The vapure of a carboxylic acid `HA` when passed over `MnO` at 573 K`yields Propanone. The acid `HA` is

To determine the carboxylic acid \( HA \) that yields propanone when passed over manganese oxide (\( MnO \)) at 573 K, we can follow these steps: ### Step-by-Step Solution: 1. **Understanding the Reaction**: - We know that the reaction involves a carboxylic acid \( HA \) being converted into propanone (\( CH_3COCH_3 \)) when passed over \( MnO \) at a specific temperature (573 K). 2. **Identifying the Product**: - The product of the reaction is propanone, which is a ketone with the structure \( CH_3COCH_3 \). 3. **Analyzing the Options**: - We have four options for the carboxylic acid: 1. Mythenoic acid 2. Ethenoic acid 3. Propenoic acid 4. Biotenoic acid 4. **Determining the Structure of Ethenoic Acid**: - Ethenoic acid (also known as acetic acid) has the formula \( CH_2=COOH \) and can be represented as \( CH_3COOH \). 5. **Reaction of Ethenoic Acid with \( MnO \)**: - When ethenoic acid is heated with \( MnO \), it undergoes oxidation.

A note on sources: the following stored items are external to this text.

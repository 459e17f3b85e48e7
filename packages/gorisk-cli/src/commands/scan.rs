//! `gorisk scan` — aggregated report and CI gate

use super::{load_cves, print_json, App, EXIT_OK, EXIT_THRESHOLD};
use crate::cli::{OutputOpts, RiskArg};
use crate::output::{sarif, Table};
use gorisk_ir::features::aggregation::aggregate_modules;
use gorisk_ir::features::policy::{Policy, PolicyStats};
use gorisk_ir::features::reachability::ReachabilityReport;
use gorisk_ir::features::scoring::composite_score;
use gorisk_ir::features::taint::TaintFinding;
use gorisk_ir::{Capability, CapabilitySet, DependencyGraph, Result, RiskLevel};
use serde::Serialize;
use std::collections::BTreeMap;
use std::path::Path;

#[derive(Serialize)]
#[serde(rename_all = "camelCase")]
struct ScanOutput {
    checksum: String,
    cancelled: bool,
    modules: Vec<ModuleRow>,
    taint: Vec<TaintFinding>,
    policy: PolicyStats,
}

#[derive(Serialize)]
#[serde(rename_all = "camelCase")]
struct ModuleRow {
    module: String,
    version: String,
    effective_score: f64,
    composite: f64,
    risk_level: RiskLevel,
    capabilities: Vec<String>,
}

#[allow(clippy::too_many_arguments)]
pub fn run(
    app: &App,
    output: &OutputOpts,
    sarif_out: bool,
    fail_on: Option<RiskArg>,
    policy_path: Option<&Path>,
    cves_path: Option<&Path>,
) -> Result<i32> {
    let policy = match policy_path {
        Some(path) => Policy::load(path)?,
        None => Policy::default(),
    };
    let cves = load_cves(cves_path)?;
    let report = app.analyze_with(cves.as_ref())?;

    // Policy application over package-level capability findings.
    let mut package_caps: BTreeMap<String, Vec<Capability>> = report
        .graph
        .packages
        .iter()
        .filter(|(_, p)| !p.capabilities.is_empty())
        .map(|(path, p)| (path.clone(), p.capabilities.capabilities().collect()))
        .collect();
    let mut taint = report.taint.clone();
    let today = chrono::Utc::now().date_naive();
    let stats = policy.apply(&mut package_caps, &mut taint, today);

    // Exceptions apply before output assembly: rebuild the package
    // capability sets from the surviving {package → capability} pairs and
    // re-aggregate, so the displayed levels, the SARIF results and the
    // threshold gate all see the filtered findings.
    let mut filtered_graph = report.graph.clone();
    for (path, package) in filtered_graph.packages.iter_mut() {
        let survivors = package_caps.get(path);
        let mut caps = CapabilitySet::new();
        for (cap, evidence) in package.capabilities.iter() {
            if survivors.map_or(false, |kept| kept.contains(&cap)) {
                for ev in evidence {
                    caps.add(cap, ev.clone());
                }
            }
        }
        package.capabilities = caps;
    }
    let filtered_modules = aggregate_modules(&filtered_graph);

    let modules: Vec<ModuleRow> = filtered_modules
        .iter()
        .map(|m| {
            let module_taint: Vec<TaintFinding> = taint
                .iter()
                .filter(|t| {
                    filtered_graph
                        .module_of(&t.package)
                        .map_or(false, |owner| owner.path == m.module)
                })
                .cloned()
                .collect();
            let reachable = module_reachability(&filtered_graph, &m.module, &report.reachability);
            let composite = composite_score(
                m.direct_score,
                reachable,
                cves.cve_count(&m.module, &m.version),
                &module_taint,
            );
            ModuleRow {
                module: m.module.clone(),
                version: m.version.clone(),
                effective_score: m.effective_score,
                composite: composite.composite,
                risk_level: m.risk_level,
                capabilities: m.capabilities.clone(),
            }
        })
        .collect();

    if sarif_out {
        println!(
            "{}",
            serde_json::to_string_pretty(&sarif::render(&filtered_graph))?
        );
    } else if output.json {
        print_json(&ScanOutput {
            checksum: report.checksum.clone(),
            cancelled: report.cancelled,
            modules,
            taint: taint.clone(),
            policy: stats,
        })?;
    } else {
        let mut table = Table::new(vec!["MODULE", "VERSION", "COMPOSITE", "RISK", "CAPABILITIES"]);
        for row in &modules {
            table.row(vec![
                row.module.clone(),
                row.version.clone(),
                format!("{:.1}", row.composite),
                row.risk_level.to_string(),
                row.capabilities.join(","),
            ]);
        }
        if table.is_empty() {
            println!("no dependency modules");
        } else {
            print!("{}", table.render());
        }
        if !taint.is_empty() {
            println!();
            let mut taint_table = Table::new(vec!["PACKAGE", "FLOW", "RISK"]);
            for finding in &taint {
                taint_table.row(vec![
                    finding.package.clone(),
                    format!("{}→{}", finding.source, finding.sink),
                    finding.risk.to_string(),
                ]);
            }
            print!("{}", taint_table.render());
        }
        if stats.applied > 0 || stats.expired > 0 {
            println!(
                "policy: {} applied, {} expired, {} taint findings suppressed",
                stats.applied, stats.expired, stats.taint_suppressed
            );
        }
    }

    // Gate on the post-policy levels; the flag wins over the policy file.
    let threshold = fail_on.map(|r| r.to_level()).or(policy.fail_on);
    if let Some(threshold) = threshold {
        let breached = filtered_modules
            .iter()
            .filter(|m| m.risk_level >= threshold)
            .count();
        if breached > 0 {
            eprintln!(
                "risk threshold {threshold} breached by {breached} module(s)"
            );
            return Ok(EXIT_THRESHOLD);
        }
    }
    Ok(EXIT_OK)
}

/// `Some(true)` when any of the module's packages is reachable,
/// `Some(false)` when all its packages reported unreachable, `None` when
/// the module never appears in the reachability reports.
fn module_reachability(
    graph: &DependencyGraph,
    module_path: &str,
    reports: &[ReachabilityReport],
) -> Option<bool> {
    let module = graph.modules.get(module_path)?;
    let mut saw = false;
    for report in reports {
        if module.packages.iter().any(|p| *p == report.package) {
            if report.reachable {
                return Some(true);
            }
            saw = true;
        }
    }
    saw.then_some(false)
}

The reaction can be represented as: \[ CH_3COOH \xrightarrow{MnO, 573 K} CH_3COCH_3 + CO_2 + H_2O \] - This reaction shows that ethenoic acid yields propanone, carbon dioxide, and water. 6. **Conclusion**: - Since the reaction of ethenoic acid produces propanone, we conclude that the carboxylic acid \( HA \) is **ethenoic acid**. ### Final Answer: The acid \( HA \) is **ethenoic acid**.